Efforts by the Labour Party to promise lower power bills have been labelled "cheap, populist rubbish" by Finance Minister Bill English because of Labour's track record on electricity prices.

Opposition leader Phil Goff yesterday formally launched the policy of GST-free fresh fruit and vegetables, which he said would save a household between $300 and $400 a year.

"It makes a difference, but by itself it won't be enough. We'll have other policies also."

Mr Goff said Labour would announce details on savings, skills programmes and monetary policy in the lead-up to the next election.

He also floated the idea of demanding less revenue from state-owned power companies to ease electricity bills.

"As long as the Government keeps treating the dividend from power companies as a form of taxation and gets hundreds of millions in dividends, your power prices aren't going to come down," Mr Goff said.
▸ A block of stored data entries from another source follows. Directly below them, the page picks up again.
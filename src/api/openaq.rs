//! Provider backed by the OpenAQ v3 API.
//!
//! A pass issues three requests concurrently: the monitoring locations, and the
//! latest PM2.5 and PM10 values across all sensors. The normalizer joins them on
//! the location id.

use crate::api::DataProvider;
use crate::error::{AppError, Result};
use crate::models::openaq::{LatestResponse, LocationsResponse};
use crate::models::{DataSource, ObservationRecord};
use crate::normalize::normalize_openaq;
use async_trait::async_trait;
use reqwest::Client;
use serde::de::DeserializeOwned;
use tracing::{debug, error, info};

/// OpenAQ parameter id for PM10 (µg/m³).
pub const PARAMETER_PM10: u32 = 1;
/// OpenAQ parameter id for PM2.5 (µg/m³).
pub const PARAMETER_PM25: u32 = 2;

const PAGE_LIMIT: u32 = 1000;

/// An asynchronous client for fetching data from the OpenAQ API v3.
pub struct OpenAqProvider {
    client: Client,
    api_key: Option<String>,
    base_url: String,
}

impl OpenAqProvider {
    /// Creates a provider. Without an API key it stays registered but never makes a request.
    pub fn new(client: Client, api_key: Option<String>, base_url: &str) -> Self {
        Self {
            client,
            api_key,
            base_url: base_url.trim_end_matches('/').to_string(),
        }
    }

    /// Issues an authenticated GET and decodes the JSON body.
    async fn get_json<T: DeserializeOwned>(&self, path: &str, query: &[(&str, String)]) -> Result<T> {
        let api_key = self
            .api_key
            .as_deref()
            .ok_or_else(|| AppError::Provider("OPENAQ_KEY is not set".to_string()))?;
        let url = format!("{}{}", self.base_url, path);
        debug!("OpenAQ request: {} {:?}", url, query);

        let response = self
            .client
            .get(&url)
            .header("X-API-Key", api_key) // API key required by v3
            .query(query)
            .send()
            .await
            .map_err(|e| {
                error!("Error requesting {}: {}", url, e);
                AppError::from(e)
            })?;

        let response = match response.error_for_status() {
            Ok(resp) => resp,
            Err(e) => {
                let status = e.status();
                error!(
                    "API request to {} failed with status {}",
                    url,
                    status.unwrap_or_default()
                );
                if status == Some(reqwest::StatusCode::UNAUTHORIZED)
                    || status == Some(reqwest::StatusCode::FORBIDDEN)
                {
                    error!("Received 401/403. Check OPENAQ_KEY validity and permissions.");
                }
                return Err(AppError::from(e));
            },
        };

        let body = response.text().await?;
        serde_json::from_str(&body).map_err(|e| {
            error!("Error parsing OpenAQ response from {}: {}", url, e);
            AppError::from(e)
        })
    }

    /// Fixed-site reference monitors (mobile sensors excluded).
    pub async fn get_locations(&self) -> Result<LocationsResponse> {
        self.get_json(
            "/v3/locations",
            &[
                ("monitor", "true".to_string()),
                ("mobile", "false".to_string()),
                ("limit", PAGE_LIMIT.to_string()),
                ("page", "1".to_string()),
            ],
        )
        .await
    }

    /// Latest value of one parameter across all sensors.
    pub async fn get_latest_for_parameter(&self, parameter_id: u32) -> Result<LatestResponse> {
        self.get_json(
            &format!("/v3/parameters/{}/latest", parameter_id),
            &[("limit", PAGE_LIMIT.to_string())],
        )
        .await
    }
}

#[async_trait]
impl DataProvider for OpenAqProvider {
    fn source(&self) -> DataSource {
        DataSource::OpenAq
    }

    fn is_configured(&self) -> bool {
        self.api_key.is_some()
    }

    async fn fetch(&self) -> Result<Vec<ObservationRecord>> {
        let (locations, pm25, pm10) = tokio::try_join!(
            self.get_locations(),
            self.get_latest_for_parameter(PARAMETER_PM25),
            self.get_latest_for_parameter(PARAMETER_PM10),
        )?;
        debug!(
            "OpenAQ returned {} locations, {} PM2.5 and {} PM10 values",
            locations.results.len(),
            pm25.results.len(),
            pm10.results.len()
        );
        for meta in [&locations.meta, &pm25.meta, &pm10.meta] {
            debug!(
                "OpenAQ {} page {} (limit {}, found {})",
                meta.name,
                meta.page,
                meta.limit,
                meta.found.as_ref().map_or_else(|| "?".to_string(), |f| f.to_string())
            );
        }

        let records = normalize_openaq(&locations.results, &pm25.results, &pm10.results);
        info!("Normalized {} OpenAQ stations", records.len());
        Ok(records)
    }
}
But Mr English said Labour had no credibility on electricity prices.

"It's cheap populist rubbish. Electricity prices went up by 70 per cent while they were in charge."

He also attacked Labour's policy of GST-free fresh fruit and vegetables as making no financial sense because it would mean borrowing more to fund a saving of $1 a week per person.

"They'd get $1 a week more in debt and interest on that debt, so actually from a financial point of view they're no further ahead. It's a political gimmick."

Labour says the policy would cost $250 million, which could be mostly offset by revenue from tobacco excise taxes. Mr English did not think it would make eating habits any healthier as fruit and vegetables prices had already fallen 11 per cent over the past two years.

The policy would only apply to fruit and vegetables that have not been frozen or processed.

That would exclude items including salads in restaurants, fruity bars or fruit-based spreads or ice creams, and frozen peas.

Mr Goff said the narrow definition would keep it simple and avoid difficulties in implementing the policy.